By contrast, the art of Africa and Asia seemed to him full of mystic symbolism
and vigour. There was a vogue in Europe at the time for the art of other
cultures, especially that of Japan (Japonisme). He was invited to participate
in the 1889 exhibition organized by Les XX.
Under the influence of folk art and Japanese prints, Gauguin evolved
towards Cloisonnism, a style given its name by the critic Édouard
Dujardin in response to Emile Bernard's cloisonne enamelling technique.
Gauguin was very appreciative of Bernard's art and of his daring with
the employment of a style which suited Gauguin in his quest to express
the essence of the objects in his art. In The Yellow Christ (1889), often
cited as a quintessential Cloisonnist work, the image was reduced to areas
of pure colour separated by heavy black outlines. In such works Gauguin
paid little attention to classical perspective and boldly eliminated subtle
gradations of colourthus dispensing with the two most characteristic
principles of post-Renaissance painting. His painting later evolved towards
"Synthetism" in which neither form nor colour predominate but
each has an equal role.
In 1891, Gauguin, frustrated by lack of recognition at home and financially
destitute, sailed to the tropics to escape European civilization and "everything
that is artificial and conventional." (Before this he had made several
attempts to find a tropical paradise where he could 'live on fish and
fruit' and paint in his increasingly primitive style, including short
stays in Martinique and as a worker on the Panama Canal). Living in Mataiea
Village in Tahiti, he painted "Fatata te Miti" ("By the
Sea"), "La Orana Maria" (Ave Maria) and other depictions
of Tahitian life. He moved to Punaauia in 1897, where he created the masterpiece
painting "Where Do We Come From" and then lived the rest of
his life in the Marquesas Islands, returning to France only once. His
works of that period are full of quasi-religious symbolism and an exoticized
view of the inhabitants of Polynesia. In Polynesia he clashed often with
the colonial authorities and with the Catholic Church.

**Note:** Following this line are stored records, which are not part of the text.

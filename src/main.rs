use crate::config::Config;
use crate::router::{handle, Site};
use astra::Server;
use tracing_subscriber::EnvFilter;

mod config;
mod domain;
mod errors;
mod responses;
mod router;
mod templates;

#[cfg(test)]
mod tests;

fn main() {
    tracing_subscriber::fmt()
        .with_env_filter(
            EnvFilter::try_from_default_env().unwrap_or_else(|_| EnvFilter::new("info")),
        )
        .init();

    let config = match Config::from_env() {
        Ok(config) => config,
        Err(e) => {
            tracing::error!("invalid configuration: {e}");
            std::process::exit(1);
        }
    };

    // Listings and their option lists are built once and shared read-only.
    let site = Site::default();
    tracing::info!(
        listings = site.filter().listings().len(),
        "Starting server at http://{}",
        config.addr
    );

    let server = Server::bind(config.addr).max_workers(config.max_workers);

    let result = server.serve(move |req, _info| match handle(req, &site) {
        Ok(resp) => resp,
        Err(err) => {
            tracing::warn!(status = err.status(), "{err}");
            responses::html_error_response(err)
        }
    });

    if let Err(e) = result {
        tracing::error!("Server ended with error: {e}");
        std::process::exit(1);
    }

    tracing::info!("Server shut down cleanly.");
}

During this period
he also wrote the book Avant et Après (before and after), that
is a fragmented collection of observations about life in Polynesia, memories
from his life and comments on literature and paintings. In 1903 due to
a problem with the church and the government he was sentenced to three
months in prison, and he owed a fine. At that time he was being supported
by an art dealer. He died of syphilis before he could start the prison
sentence. His body had been weakened by alcoholism and a dissipated life
style. He was 54 years old.
Paul Gauguin died in 1903 and is buried in Calvary Cemetery (Cimetière
Calvaire), Atuona, Hiva Oa, Marquesas Islands, French Polynesia.
Quotations by Gauguin
* Life is like a song, you have to enjoy it while it plays because you
never know if it will come on again.
* Life is like a boardwalk. There may be some tacks and nails, but you
will get through it.
* In order to do something new we must go back to the source, to humanity
in its infancy.
* I have tried to make everything breathe in this painting: belief,
passive suffering, religious and primitive style, and the great nature
with its scream.
* How do you see this tree? Is it really green? Use green, then, the
most beautiful green on your palette. And that shadow, rather blue? Don't
be afraid to paint it as blue as possible.
* To me, barbarism is a rejuvenation.
* Art is either plagiarism or revolution.
* I shut my eyes in order to see.
* Life being what it is, one dreams of revenge.
* Where do we come from? What are we? Where are we going?
* How long have I been here? Hence, foreword, for I shall not know.
For I have been traveling for too long. My bones too weary to remember
my age. Hence, how long have I been here? Thou shalt never know.
[edit] Quotations about Gauguin
* He put so much mystery in so much brightness. (Mallarme)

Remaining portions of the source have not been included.